[EXTRACTED DATA]
########

use std::path::PathBuf;
use std::sync::Arc;

use tokio::net::TcpListener;
use tracing::{error, info, warn};
use wurm::runtime::SessionPool;
use wurm::{Discovery, Dispatcher, LocalFilter, ProbeRegistry};

use crate::config::ServerConfig;
use crate::error::{Result, WurmError};
use crate::gateway::Gateway;

pub async fn execute(
	mut config: ServerConfig,
	host: Option<String>,
	port: Option<u16>,
	catalog: Option<PathBuf>,
) -> Result<()> {
	if let Some(host) = host {
		config.host = host;
	}
	if let Some(port) = port {
		config.port = port;
	}
	if catalog.is_some() {
		config.catalog = catalog;
	}

	let token = config.token_secret()?.ok_or_else(|| {
		WurmError::Config("no token configured; run `wurm token <secret> --save` or set WURM_TOKEN".into())
	})?;

	let registry = Arc::new(ProbeRegistry::load(config.catalog.as_deref())?);
	info!(target = "wurm.gateway", probes = registry.len(), "probe catalog loaded");

	let pool = Arc::new(SessionPool::new(config.pool_config(), config.launcher()));
	let reaper = pool.spawn_reaper();
	let dispatcher = Dispatcher::with_filter(registry, pool.clone(), LocalFilter::new(&config.scratch_path));
	let discovery = Discovery::new(config.discovery.clone());
	let gateway = Gateway::new(dispatcher, pool.clone(), discovery, token);

	let addr = format!("{}:{}", config.host, config.port);
	let listener = TcpListener::bind(&addr)
		.await
		.map_err(|source| WurmError::Bind { addr, source })?;

	install_panic_hook();
	let result = gateway.serve(listener, shutdown_signal()).await;

	reaper.abort();
	pool.shutdown().await;
	result.map_err(WurmError::from)
}

fn install_panic_hook() {
	let default_hook = std::panic::take_hook();
	std::panic::set_hook(Box::new(move |info| {
		error!(target = "wurm.gateway", panic = %info, "task panicked");
		default_hook(info);
	}));
}

async fn shutdown_signal() {
	let ctrl_c = async {
		if let Err(err) = tokio::signal::ctrl_c().await {
			warn!(target = "wurm.gateway", error = %err, "failed to install Ctrl+C handler");
			std::future::pending::<()>().await;
		}
	};

	#[cfg(unix)]
	let terminate = async {
		use tokio::signal::unix::{SignalKind, signal};

		match signal(SignalKind::terminate()) {
			Ok(mut sigterm) => {
				sigterm.recv().await;
			}
			Err(err) => {
				warn!(target = "wurm.gateway", error = %err, "failed to install SIGTERM handler");
				std::future::pending::<()>().await;
			}
		}
	};

	#[cfg(not(unix))]
	let terminate = std::future::pending::<()>();

	tokio::select! {
		_ = ctrl_c => info!(target = "wurm.gateway", "received Ctrl+C, shutting down"),
		_ = terminate => info!(target = "wurm.gateway", "received SIGTERM, shutting down"),
	}
}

########

[AIM OF THE TASK] Report each line of the data that includes the string "tokio".

[RESPONSE FOR THIS EXERCISE]
use tokio::net::TcpListener;
		if let Err(err) = tokio::signal::ctrl_c().await {
		use tokio::signal::unix::{SignalKind, signal};
	tokio::select! {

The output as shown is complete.